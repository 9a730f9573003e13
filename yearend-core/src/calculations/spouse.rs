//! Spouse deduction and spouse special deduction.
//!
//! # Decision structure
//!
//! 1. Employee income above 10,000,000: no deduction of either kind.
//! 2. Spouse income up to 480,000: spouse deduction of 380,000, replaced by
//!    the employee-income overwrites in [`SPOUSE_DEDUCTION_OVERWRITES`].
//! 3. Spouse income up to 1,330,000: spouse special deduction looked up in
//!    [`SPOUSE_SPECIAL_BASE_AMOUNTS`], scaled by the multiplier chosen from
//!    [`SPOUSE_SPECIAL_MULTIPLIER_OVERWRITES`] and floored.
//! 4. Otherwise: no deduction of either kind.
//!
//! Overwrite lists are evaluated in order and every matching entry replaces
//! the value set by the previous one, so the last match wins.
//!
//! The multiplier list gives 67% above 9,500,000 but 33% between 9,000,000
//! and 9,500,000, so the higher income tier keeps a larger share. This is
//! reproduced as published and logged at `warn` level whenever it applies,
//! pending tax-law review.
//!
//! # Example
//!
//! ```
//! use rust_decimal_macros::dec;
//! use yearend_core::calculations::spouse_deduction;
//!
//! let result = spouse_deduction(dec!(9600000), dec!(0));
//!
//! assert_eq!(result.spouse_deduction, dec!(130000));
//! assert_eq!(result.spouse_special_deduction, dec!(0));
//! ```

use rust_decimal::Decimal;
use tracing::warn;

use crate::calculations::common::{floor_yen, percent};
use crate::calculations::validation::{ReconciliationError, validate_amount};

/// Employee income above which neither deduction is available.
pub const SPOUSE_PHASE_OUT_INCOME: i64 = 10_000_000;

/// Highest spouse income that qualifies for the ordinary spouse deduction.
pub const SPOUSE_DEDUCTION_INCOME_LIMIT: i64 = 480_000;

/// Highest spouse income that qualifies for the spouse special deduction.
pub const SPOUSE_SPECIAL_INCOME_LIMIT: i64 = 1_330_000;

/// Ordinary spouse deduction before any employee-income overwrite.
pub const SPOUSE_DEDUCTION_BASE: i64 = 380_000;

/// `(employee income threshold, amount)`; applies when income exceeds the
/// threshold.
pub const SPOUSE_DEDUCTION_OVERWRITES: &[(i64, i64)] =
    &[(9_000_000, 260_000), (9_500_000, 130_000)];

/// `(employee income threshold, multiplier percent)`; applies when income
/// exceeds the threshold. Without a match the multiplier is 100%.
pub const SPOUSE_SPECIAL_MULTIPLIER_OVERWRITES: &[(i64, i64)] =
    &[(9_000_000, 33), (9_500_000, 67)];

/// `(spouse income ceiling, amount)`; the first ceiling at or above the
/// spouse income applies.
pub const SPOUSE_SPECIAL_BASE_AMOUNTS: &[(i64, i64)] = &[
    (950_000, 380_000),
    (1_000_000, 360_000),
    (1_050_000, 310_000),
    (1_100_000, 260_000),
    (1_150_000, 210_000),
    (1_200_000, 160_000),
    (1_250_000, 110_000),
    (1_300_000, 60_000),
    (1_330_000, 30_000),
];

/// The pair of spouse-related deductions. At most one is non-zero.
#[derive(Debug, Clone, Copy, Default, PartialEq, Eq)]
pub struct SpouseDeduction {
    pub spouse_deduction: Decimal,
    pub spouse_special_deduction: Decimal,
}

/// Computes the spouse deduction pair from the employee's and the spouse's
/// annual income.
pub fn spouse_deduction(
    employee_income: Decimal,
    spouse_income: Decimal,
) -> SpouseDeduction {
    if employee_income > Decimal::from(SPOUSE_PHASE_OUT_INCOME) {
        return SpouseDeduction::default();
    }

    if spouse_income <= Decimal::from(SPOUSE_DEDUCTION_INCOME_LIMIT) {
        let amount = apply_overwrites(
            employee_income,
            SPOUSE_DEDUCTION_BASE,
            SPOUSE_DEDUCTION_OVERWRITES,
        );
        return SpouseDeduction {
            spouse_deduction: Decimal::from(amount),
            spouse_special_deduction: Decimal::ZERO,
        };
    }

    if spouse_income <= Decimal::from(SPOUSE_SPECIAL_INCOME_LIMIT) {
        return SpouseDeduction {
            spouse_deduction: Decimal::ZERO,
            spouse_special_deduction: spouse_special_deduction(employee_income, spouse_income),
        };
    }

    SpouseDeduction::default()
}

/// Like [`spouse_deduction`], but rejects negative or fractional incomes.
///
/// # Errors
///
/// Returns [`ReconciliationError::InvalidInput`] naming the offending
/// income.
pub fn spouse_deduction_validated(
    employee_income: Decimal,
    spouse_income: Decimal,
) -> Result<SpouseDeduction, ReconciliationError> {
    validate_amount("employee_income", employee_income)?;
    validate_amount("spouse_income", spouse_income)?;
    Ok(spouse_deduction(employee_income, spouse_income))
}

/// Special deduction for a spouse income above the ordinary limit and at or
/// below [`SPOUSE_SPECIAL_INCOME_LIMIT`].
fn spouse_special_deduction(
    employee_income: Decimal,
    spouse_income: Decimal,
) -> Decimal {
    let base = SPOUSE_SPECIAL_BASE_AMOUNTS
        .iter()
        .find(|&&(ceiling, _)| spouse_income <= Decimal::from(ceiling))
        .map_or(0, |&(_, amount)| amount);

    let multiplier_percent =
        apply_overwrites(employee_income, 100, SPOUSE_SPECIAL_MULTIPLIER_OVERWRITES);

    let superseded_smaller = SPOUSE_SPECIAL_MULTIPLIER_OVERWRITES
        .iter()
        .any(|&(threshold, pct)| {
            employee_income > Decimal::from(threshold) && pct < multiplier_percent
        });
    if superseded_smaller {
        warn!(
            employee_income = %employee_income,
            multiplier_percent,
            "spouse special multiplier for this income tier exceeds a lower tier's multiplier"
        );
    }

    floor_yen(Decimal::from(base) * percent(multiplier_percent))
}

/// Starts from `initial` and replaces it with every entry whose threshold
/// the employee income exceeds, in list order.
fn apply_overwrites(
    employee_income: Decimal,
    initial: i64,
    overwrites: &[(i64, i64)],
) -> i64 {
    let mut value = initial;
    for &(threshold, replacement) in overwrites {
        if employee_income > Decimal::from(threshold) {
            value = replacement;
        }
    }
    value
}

## [About this task]
Your answer should be every line above that contains the word "tier".

## [Solved exercise]
//! and 9,500,000, so the higher income tier keeps a larger share. This is
            "spouse special multiplier for this income tier exceeds a lower tier's multiplier"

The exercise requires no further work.